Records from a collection
···
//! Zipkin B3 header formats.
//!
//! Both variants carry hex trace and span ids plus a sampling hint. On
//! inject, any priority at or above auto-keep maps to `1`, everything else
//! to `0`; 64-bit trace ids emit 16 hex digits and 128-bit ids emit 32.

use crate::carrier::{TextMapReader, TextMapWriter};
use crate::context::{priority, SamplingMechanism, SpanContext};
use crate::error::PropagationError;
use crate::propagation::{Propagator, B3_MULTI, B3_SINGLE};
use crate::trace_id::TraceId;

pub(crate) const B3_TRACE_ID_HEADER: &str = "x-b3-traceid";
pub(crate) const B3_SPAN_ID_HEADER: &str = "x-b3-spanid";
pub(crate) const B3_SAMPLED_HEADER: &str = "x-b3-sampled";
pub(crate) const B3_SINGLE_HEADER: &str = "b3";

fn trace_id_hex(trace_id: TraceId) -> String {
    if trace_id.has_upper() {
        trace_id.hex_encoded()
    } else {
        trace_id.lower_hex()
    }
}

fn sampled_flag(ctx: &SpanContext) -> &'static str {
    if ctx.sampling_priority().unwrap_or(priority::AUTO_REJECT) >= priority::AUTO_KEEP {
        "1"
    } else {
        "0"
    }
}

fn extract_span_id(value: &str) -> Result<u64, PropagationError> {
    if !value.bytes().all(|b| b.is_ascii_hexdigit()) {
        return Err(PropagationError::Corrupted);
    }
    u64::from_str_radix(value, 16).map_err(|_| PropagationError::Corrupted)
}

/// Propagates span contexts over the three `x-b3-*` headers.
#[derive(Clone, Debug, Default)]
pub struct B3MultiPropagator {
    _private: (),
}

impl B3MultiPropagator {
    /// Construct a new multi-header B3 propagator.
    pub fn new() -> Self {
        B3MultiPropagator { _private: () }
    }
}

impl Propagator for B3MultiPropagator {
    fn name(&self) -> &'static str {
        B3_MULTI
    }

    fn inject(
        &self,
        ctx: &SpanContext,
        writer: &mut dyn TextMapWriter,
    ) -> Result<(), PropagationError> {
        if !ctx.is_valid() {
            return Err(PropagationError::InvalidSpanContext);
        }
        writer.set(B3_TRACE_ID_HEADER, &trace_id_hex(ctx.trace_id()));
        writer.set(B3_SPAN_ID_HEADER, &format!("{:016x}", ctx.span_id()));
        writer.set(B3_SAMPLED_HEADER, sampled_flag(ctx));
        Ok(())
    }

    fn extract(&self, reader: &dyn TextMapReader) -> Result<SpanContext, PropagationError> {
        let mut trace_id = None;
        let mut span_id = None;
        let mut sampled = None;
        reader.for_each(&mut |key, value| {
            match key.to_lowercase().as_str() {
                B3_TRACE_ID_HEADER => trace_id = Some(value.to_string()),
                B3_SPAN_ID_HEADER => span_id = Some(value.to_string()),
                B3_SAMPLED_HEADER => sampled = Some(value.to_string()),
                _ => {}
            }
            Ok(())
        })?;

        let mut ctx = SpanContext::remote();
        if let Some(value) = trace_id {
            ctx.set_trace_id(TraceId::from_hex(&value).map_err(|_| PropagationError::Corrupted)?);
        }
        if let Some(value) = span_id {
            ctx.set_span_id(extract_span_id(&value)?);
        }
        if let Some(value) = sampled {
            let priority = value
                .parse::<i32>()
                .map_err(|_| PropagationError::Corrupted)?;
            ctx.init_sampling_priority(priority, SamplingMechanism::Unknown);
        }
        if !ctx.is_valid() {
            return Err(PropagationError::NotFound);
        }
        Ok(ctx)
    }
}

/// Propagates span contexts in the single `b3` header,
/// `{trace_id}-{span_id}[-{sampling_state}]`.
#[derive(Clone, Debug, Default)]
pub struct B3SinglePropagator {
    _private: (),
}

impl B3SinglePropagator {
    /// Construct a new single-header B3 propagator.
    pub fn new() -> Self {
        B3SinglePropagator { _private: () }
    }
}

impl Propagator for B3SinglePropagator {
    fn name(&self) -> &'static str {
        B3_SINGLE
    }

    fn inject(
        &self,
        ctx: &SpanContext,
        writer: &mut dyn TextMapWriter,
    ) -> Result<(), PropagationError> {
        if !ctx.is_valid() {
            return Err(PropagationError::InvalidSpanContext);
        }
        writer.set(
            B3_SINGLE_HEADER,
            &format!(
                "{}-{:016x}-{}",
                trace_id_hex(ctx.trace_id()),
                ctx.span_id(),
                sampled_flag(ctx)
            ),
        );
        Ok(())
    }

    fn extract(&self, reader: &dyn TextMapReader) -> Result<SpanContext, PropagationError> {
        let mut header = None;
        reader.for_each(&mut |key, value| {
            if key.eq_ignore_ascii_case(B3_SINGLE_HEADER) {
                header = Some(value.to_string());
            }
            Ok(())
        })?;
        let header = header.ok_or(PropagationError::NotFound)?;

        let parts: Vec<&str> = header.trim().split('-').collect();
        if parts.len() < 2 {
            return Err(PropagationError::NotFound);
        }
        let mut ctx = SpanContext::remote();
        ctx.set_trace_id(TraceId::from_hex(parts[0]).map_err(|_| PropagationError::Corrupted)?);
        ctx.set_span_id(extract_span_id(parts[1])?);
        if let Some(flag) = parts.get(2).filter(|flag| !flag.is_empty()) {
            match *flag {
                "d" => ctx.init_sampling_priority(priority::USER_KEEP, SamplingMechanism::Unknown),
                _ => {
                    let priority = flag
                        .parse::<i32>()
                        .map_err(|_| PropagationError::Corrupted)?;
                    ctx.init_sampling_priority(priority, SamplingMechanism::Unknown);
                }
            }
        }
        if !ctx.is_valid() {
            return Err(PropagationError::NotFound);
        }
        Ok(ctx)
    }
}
···
- Instructions for the task:
What you return should be the lines from the start of the data through the line with "use crate::error::PropagationError;", quoted exactly and nothing more.

- Output for this task:
//! Zipkin B3 header formats.
//!
//! Both variants carry hex trace and span ids plus a sampling hint. On
//! inject, any priority at or above auto-keep maps to `1`, everything else
//! to `0`; 64-bit trace ids emit 16 hex digits and 128-bit ids emit 32.

use crate::carrier::{TextMapReader, TextMapWriter};
use crate::context::{priority, SamplingMechanism, SpanContext};
use crate::error::PropagationError;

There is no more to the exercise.